Title
No Balance Billing Policy Enforcement
Law
Philhealth Circular No. 0003, S. 2014
Decision Date
Jan 9, 2014
PhilHealth Circular No. 0003, issued on January 9, 2014, reinforces the No Balance Billing (NBB) policy to ensure that indigent patients receive comprehensive healthcare without incurring additional costs beyond the packaged rates, mandating healthcare institutions to provide quality care and necessary services without extra charges.

Questions (PHILHEALTH CIRCULAR NO. 0003, S. 2014)

The Circular cites Section 43 of the IRR of Republic Act No. 10606 (National Health Insurance Act of 2013), stating that no other fee or expense shall be charged to the indigent patient, subject to guidelines issued by the Corporation.

Covered are: (1) Indigent members identified by DSWD; (2) Sponsored members whose contribution is paid by another person/government agency/private entity; (3) Household Help (as defined under RA 10361, kasambahay law); and (4) Group Gold members with existing Group Policy Contract (GPC) until expiration.

NBB covers all case-based payments, including all case rates (including 23 case rates in PhilHealth Circular No. 11, s-2011), Case Type Z benefits, Leptospirosis Package, TB-DOTS Package, Outpatient Malaria Package, Animal Bite Treatment Package, and Voluntary Surgical Contraception Package; and also selected other packages such as OHAT, SARS, Avian Influenza, and IUD insertion.

For private infirmaries and dispensaries, NBB applies only to claims for Maternity Care Packages (MCP) and Newborn Care Packages (NCP). All other benefits in private infirmaries/dispensaries are not subject to NBB. Government infirmaries are covered for all benefits under NBB.

If the patient opts to avail private accommodation (instead of ward type accommodation), the NBB policy shall not apply. Otherwise, NBB patients should not be charged above the packaged rates for covered benefits.

The provider must make the next higher accommodation available to the NBB patient at no added cost if a ward type accommodation is not available.

They must give NBB patients preferential access to social welfare funds, which may be used to augment the benefit package when necessary to fully cover confinement charges.

It mandates membership verification prior to hospital admission and outpatient services to ensure qualified NBB patients have no out-of-pocket expenditures. Government facilities should have real-time verification capacity.

It is a web-based system for online verification of membership and eligibility. The Circular requires all government facilities to have it in place, and PhilHealth ensures its deployment.

Indigent members may present their MDR, PNC, or PhilHealth Identification Number (PIN). For Pantawid Pamilyang Pilipino Program (4Ps) beneficiaries, hospitals must accept 4Ps ID cards as proof of membership with presumptive validity and in good faith.

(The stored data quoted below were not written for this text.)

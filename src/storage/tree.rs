//! The tree algebra.
//!
//! Trees are immutable: every mutation goes through a tree builder and
//! yields a brand new object, identified by its content hash. The free
//! functions here operate on raw `git2` trees inside a repository lock; the
//! public [`Tree`] handle at the bottom carries only a repository reference
//! and a [`TreeId`], looking the real object up on demand.
//!
//! `tree_add` is the central routine. It inserts a blob or grafts a whole
//! subtree at an arbitrary depth, creating intermediate levels as needed.
//! With `merge = true` existing subtrees are merged entry by entry (like
//! `cp -R`); with `merge = false` they are shadowed wholesale (like a
//! mount). Blob contents are never merged.

use std::io::{Read, Write};
use std::path::Path;

use git2::{FileMode, ObjectType, Repository as GitRepository, TreeWalkMode, TreeWalkResult};

use crate::error::{Error, Result};
use crate::path;
use crate::pipeline::Pipeline;
use crate::storage::object::{self, kind_name};
use crate::storage::repository::Repository;
use crate::storage::types::TreeId;

/// What a walk visitor sees at each entry.
#[derive(Debug)]
pub enum Node {
    /// A leaf value, with its contents.
    Blob(Vec<u8>),
    /// A sub-namespace.
    Tree(TreeId),
}

/// Create a new tree from `tree` (or from scratch) with `value` stored at
/// `key`. `value` must name a blob or a tree. Intermediate subtrees are
/// created as needed; whatever already exists at `key` is overwritten,
/// subject to the `merge` flag for tree-over-tree grafts.
pub(crate) fn tree_add<'r>(
    repo: &'r GitRepository,
    tree: Option<&git2::Tree<'_>>,
    key: &str,
    value: git2::Oid,
    merge: bool,
) -> Result<git2::Tree<'r>> {
    let key = path::canonical(key);
    let (base, leaf) = path::split(&key);

    let value_obj = repo
        .find_object(value, None)
        .map_err(|_| Error::NotFound(value.to_string()))?;

    let mut builder = repo.treebuilder(tree)?;

    if base != "/" {
        // More than one component: build a fresh single-entry tree for the
        // leaf, then add that subtree at the base.
        let sub = tree_add(repo, None, &leaf, value, merge)?;
        return tree_add(repo, tree, &base, sub.id(), merge);
    }

    match value_obj.kind() {
        Some(ObjectType::Blob) => {
            if key == "/" {
                return Err(Error::KindMismatch {
                    path: key,
                    expected: "tree",
                    found: "blob",
                });
            }
            builder.insert(&leaf, value, FileMode::Blob.into())?;
            let id = builder.write()?;
            object::lookup_tree(repo, id)
        }
        Some(ObjectType::Tree) => {
            let overlay = object::lookup_tree(repo, value)?;
            // The previous subtree at this name, if there is one. A missing
            // entry or a blob in the way both count as "nothing to merge
            // into"; the blob gets overwritten.
            let old_sub = match tree {
                Some(t) => match tree_scope(repo, t, &leaf) {
                    Ok(s) => Some(s),
                    Err(e) if e.is_not_found() || e.is_kind_mismatch() => None,
                    Err(e) => return Err(e),
                },
                None => None,
            };
            let sub = match old_sub {
                Some(old) if merge => {
                    let mut cur = old;
                    for entry in overlay.iter() {
                        let name = entry
                            .name()
                            .ok_or_else(|| Error::InvalidPath("non-utf8 entry name".into()))?;
                        cur = tree_add(repo, Some(&cur), name, entry.id(), merge)?;
                    }
                    cur
                }
                _ => overlay,
            };
            // Adding at the root replaces (or, merged, becomes) the tree
            // itself rather than nesting under an entry.
            if key == "/" {
                return Ok(sub);
            }
            builder.insert(&leaf, sub.id(), FileMode::Tree.into())?;
            let id = builder.write()?;
            object::lookup_tree(repo, id)
        }
        kind => Err(Error::KindMismatch {
            path: key,
            expected: "blob or tree",
            found: kind_name(kind),
        }),
    }
}

/// Create a new tree with the entry at `key` removed. Each level along the
/// path is rebuilt so sibling entries are preserved. Fails with `NotFound`
/// if `key` or any of its ancestors does not exist.
pub(crate) fn tree_del<'r>(
    repo: &'r GitRepository,
    tree: &git2::Tree<'_>,
    key: &str,
) -> Result<git2::Tree<'r>> {
    let key = path::canonical(key);
    if key == "/" {
        return Err(Error::InvalidPath("cannot delete the root".into()));
    }
    let (head, rest) = path::first(&key);
    let mut builder = repo.treebuilder(Some(tree))?;
    if rest == "/" {
        builder
            .remove(&head)
            .map_err(|_| Error::NotFound(head.clone()))?;
    } else {
        let sub = tree_scope(repo, tree, &head)?;
        let new_sub = tree_del(repo, &sub, &rest)?;
        builder.insert(&head, new_sub.id(), FileMode::Tree.into())?;
    }
    let id = builder.write()?;
    object::lookup_tree(repo, id)
}

/// Resolve `name` to a subtree of `tree`. `"/"` resolves to the tree
/// itself, as a fresh handle the caller may drop independently.
pub(crate) fn tree_scope<'r>(
    repo: &'r GitRepository,
    tree: &git2::Tree<'_>,
    name: &str,
) -> Result<git2::Tree<'r>> {
    let name = path::canonical(name);
    if name == "/" {
        return object::lookup_tree(repo, tree.id());
    }
    let entry = tree
        .get_path(Path::new(&name))
        .map_err(|_| Error::NotFound(name.clone()))?;
    if entry.kind() != Some(ObjectType::Tree) {
        return Err(Error::KindMismatch {
            path: name,
            expected: "tree",
            found: kind_name(entry.kind()),
        });
    }
    object::lookup_tree(repo, entry.id())
}

/// Read the blob at `key`.
pub(crate) fn tree_get(repo: &GitRepository, tree: &git2::Tree<'_>, key: &str) -> Result<Vec<u8>> {
    let key = path::canonical(key);
    if key == "/" {
        return Err(Error::KindMismatch {
            path: key,
            expected: "blob",
            found: "tree",
        });
    }
    let entry = tree
        .get_path(Path::new(&key))
        .map_err(|_| Error::NotFound(key.clone()))?;
    if entry.kind() != Some(ObjectType::Blob) {
        return Err(Error::KindMismatch {
            path: key,
            expected: "blob",
            found: kind_name(entry.kind()),
        });
    }
    let blob = object::lookup_blob(repo, entry.id())?;
    Ok(blob.content().to_vec())
}

/// List the entry names of the subtree at `key`.
pub(crate) fn tree_list(
    repo: &GitRepository,
    tree: &git2::Tree<'_>,
    key: &str,
) -> Result<Vec<String>> {
    let sub = tree_scope(repo, tree, key)?;
    let mut names = Vec::with_capacity(sub.len());
    for entry in sub.iter() {
        let name = entry
            .name()
            .ok_or_else(|| Error::InvalidPath("non-utf8 entry name".into()))?;
        names.push(name.to_string());
    }
    Ok(names)
}

/// Recursively visit every entry below `key`, depth first, passing the
/// visitor the path relative to `key` and the entry's value. A visitor
/// error aborts the walk and is returned unchanged.
///
/// Runs entirely under the caller's repository borrow; visitors that need
/// to re-enter the repository go through [`Tree::walk`] instead, which
/// buffers the entries first.
pub(crate) fn tree_walk(
    repo: &GitRepository,
    tree: &git2::Tree<'_>,
    key: &str,
    visitor: &mut dyn FnMut(&str, Node) -> Result<()>,
) -> Result<()> {
    let sub = tree_scope(repo, tree, key)?;
    let mut walk_err: Option<Error> = None;
    let res = sub.walk(TreeWalkMode::PreOrder, |parent, entry| {
        let name = match entry.name() {
            Some(n) => n,
            None => {
                walk_err = Some(Error::InvalidPath("non-utf8 entry name".into()));
                return TreeWalkResult::Abort;
            }
        };
        let full = format!("{}{}", parent, name);
        let node = match entry.kind() {
            Some(ObjectType::Tree) => Node::Tree(TreeId::new(entry.id())),
            Some(ObjectType::Blob) => match object::lookup_blob(repo, entry.id()) {
                Ok(blob) => Node::Blob(blob.content().to_vec()),
                Err(e) => {
                    walk_err = Some(e);
                    return TreeWalkResult::Abort;
                }
            },
            _ => return TreeWalkResult::Ok,
        };
        match visitor(&full, node) {
            Ok(()) => TreeWalkResult::Ok,
            Err(e) => {
                walk_err = Some(e);
                TreeWalkResult::Abort
            }
        }
    });
    if let Some(e) = walk_err {
        return Err(e);
    }
    res.map_err(Error::from)
}

/// Write a plain-text listing of the subtree at `key`: `name/` per subtree
/// and `name = contents` per blob, in walk order.
pub(crate) fn tree_dump(
    repo: &GitRepository,
    tree: &git2::Tree<'_>,
    key: &str,
    dst: &mut dyn Write,
) -> Result<()> {
    tree_walk(repo, tree, key, &mut |k, node| {
        match node {
            Node::Tree(_) => writeln!(dst, "{}/", k)?,
            Node::Blob(data) => writeln!(dst, "{} = {}", k, String::from_utf8_lossy(&data))?,
        }
        Ok(())
    })
}

/// An immutable tree handle.
///
/// Holds nothing but the tree's id and a handle to the repository it lives
/// in; the underlying object is looked up on each operation. Every mutating
/// method returns a new `Tree` and leaves this one untouched.
#[derive(Clone)]
pub struct Tree {
    repo: Repository,
    id: TreeId,
}

impl Tree {
    pub(crate) fn new(repo: Repository, id: TreeId) -> Self {
        Self { repo, id }
    }

    /// The content hash identifying this tree.
    pub fn id(&self) -> TreeId {
        self.id
    }

    /// The repository backing this tree.
    pub fn repo(&self) -> &Repository {
        &self.repo
    }

    /// Read the blob at `key`.
    pub fn get(&self, key: &str) -> Result<Vec<u8>> {
        self.repo.with_repo(|repo| {
            let tree = object::lookup_tree(repo, self.id.raw())?;
            tree_get(repo, &tree, key)
        })
    }

    /// Store `value` as a blob at `key`, returning the new tree.
    pub fn set(&self, key: &str, value: impl AsRef<[u8]>) -> Result<Tree> {
        let id = self.repo.with_repo(|repo| {
            let blob = repo.blob(value.as_ref())?;
            let tree = object::lookup_tree(repo, self.id.raw())?;
            let new = tree_add(repo, Some(&tree), key, blob, true)?;
            Ok(TreeId::new(new.id()))
        })?;
        Ok(Tree::new(self.repo.clone(), id))
    }

    /// Read `src` to the end and store the bytes at `key`.
    pub fn set_stream(&self, key: &str, mut src: impl Read) -> Result<Tree> {
        let mut buf = Vec::new();
        src.read_to_end(&mut buf)?;
        self.set(key, buf)
    }

    /// Remove the entry at `key`, returning the new tree.
    pub fn delete(&self, key: &str) -> Result<Tree> {
        let id = self.repo.with_repo(|repo| {
            let tree = object::lookup_tree(repo, self.id.raw())?;
            let new = tree_del(repo, &tree, key)?;
            Ok(TreeId::new(new.id()))
        })?;
        Ok(Tree::new(self.repo.clone(), id))
    }

    /// Ensure an (empty) subtree exists at `key`. A subtree already present
    /// is left as it is.
    pub fn mkdir(&self, key: &str) -> Result<Tree> {
        let empty = self.repo.empty_tree()?;
        self.add(key, &empty, true)
    }

    /// Graft `overlay` at `key`. With `merge = true` the overlay is merged
    /// into any existing subtree at the entry granularity; with
    /// `merge = false` existing content at `key` is replaced.
    pub fn add(&self, key: &str, overlay: &Tree, merge: bool) -> Result<Tree> {
        let id = self.repo.with_repo(|repo| {
            let tree = object::lookup_tree(repo, self.id.raw())?;
            let new = tree_add(repo, Some(&tree), key, overlay.id.raw(), merge)?;
            Ok(TreeId::new(new.id()))
        })?;
        Ok(Tree::new(self.repo.clone(), id))
    }

    /// The subtree at `key`, as an independent handle.
    pub fn scope(&self, key: &str) -> Result<Tree> {
        let id = self.repo.with_repo(|repo| {
            let tree = object::lookup_tree(repo, self.id.raw())?;
            let sub = tree_scope(repo, &tree, key)?;
            Ok(TreeId::new(sub.id()))
        })?;
        Ok(Tree::new(self.repo.clone(), id))
    }

    /// Names of the entries in the subtree at `key`.
    pub fn list(&self, key: &str) -> Result<Vec<String>> {
        self.repo.with_repo(|repo| {
            let tree = object::lookup_tree(repo, self.id.raw())?;
            tree_list(repo, &tree, key)
        })
    }

    /// Visit every entry below `key`.
    ///
    /// The entries are gathered before the visitor runs, so the visitor is
    /// free to call back into the tree or its database.
    pub fn walk(&self, key: &str, mut visitor: impl FnMut(&str, &Node) -> Result<()>) -> Result<()> {
        let entries = self.repo.with_repo(|repo| {
            let tree = object::lookup_tree(repo, self.id.raw())?;
            let mut entries: Vec<(String, Node)> = Vec::new();
            tree_walk(repo, &tree, key, &mut |k, node| {
                entries.push((k.to_string(), node));
                Ok(())
            })?;
            Ok(entries)
        })?;
        for (key, node) in &entries {
            visitor(key.as_str(), node)?;
        }
        Ok(())
    }

    /// Dump the whole tree as text to `dst`.
    pub fn dump(&self, dst: &mut dyn Write) -> Result<()> {
        self.repo.with_repo(|repo| {
            let tree = object::lookup_tree(repo, self.id.raw())?;
            tree_dump(repo, &tree, "/", dst)
        })
    }

    /// A pipeline seeded with this tree's contents.
    pub fn pipeline(&self) -> Pipeline {
        Pipeline::new(self.repo.clone()).add("/", self, false)
    }
}

impl std::fmt::Debug for Tree {
    fn fmt(&self, f: &mut std::fmt::Formatter<'_>) -> std::fmt::Result {
        f.debug_struct("Tree").field("id", &self.id.to_string()).finish()
    }
}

It becomes the provider’s responsibility to devise a mechanism to verify eligibility prior to admission—either coordinate with PhilHealth CARES personnel assigned to the facility or call the Local Health Insurance Office (LHIO) to verify eligibility.

Providers must ensure utmost quality of care, using the most cost-effective clinical approach without compromising quality. It also states that PhilHealth will monitor via post-audit and impose sanctions for compromising quality.

Facilities must ensure availability through mechanisms like maintaining a hospital formulary and forecasting; prescribed medications must be dispensed exclusively from the hospital pharmacy. If unavailability occurs, the facility must ensure no-cost availability through consignment (discouraging conflict-of-interest arrangements), consideration of therapeutic alternatives, and strict observance of generic substitutions.

If a test is unavailable and the hospital cannot carry it out, the hospital must refer and endorse the patient to the nearest government hospital or private diagnostic center at no cost to the patient. For non-ambulatory patients, the hospital must arrange patient conduction via ambulance without additional cost.

Salaried physicians must not charge additional professional fees over and above the professional fees provided by the Program for NBB patients admitted to a service bed. Non-salaried physicians (consultants) shall not charge additional professional fees to NBB patients admitted in ward-type accommodation.

Providers must not resort to unnecessary referrals merely due to lack of resources (e.g., lab/diagnostics). If referral is necessary, providers must make arrangements such as endorsement, transportation, and accommodation.

PhilHealth conducts regular monitoring via the Standards and Monitoring Department, including random exit interviews among NBB patients prior to discharge. Violations trigger documentation and escalation. It also requires post-audit of applicable claims and may involve validation through domiciliary visits and submission for appropriate action.

NBB members may report to PhilHealth CARES assigned in the facility, which are included in monthly reports. They can also use an SMS hotline managed by PhilHealth’s Corporate Action Center; validated by PhilHealth Regional Offices and anti-fraud/AQAS units. The Circular also lists direct reporting channels (phone, email, Facebook, Twitter).

Penalties are handled in accordance with the pertinent provisions of RA 7875 (as amended) and its IRR, together with the terms of the signed Performance Commitment and related PhilHealth circulars, office orders, and directives.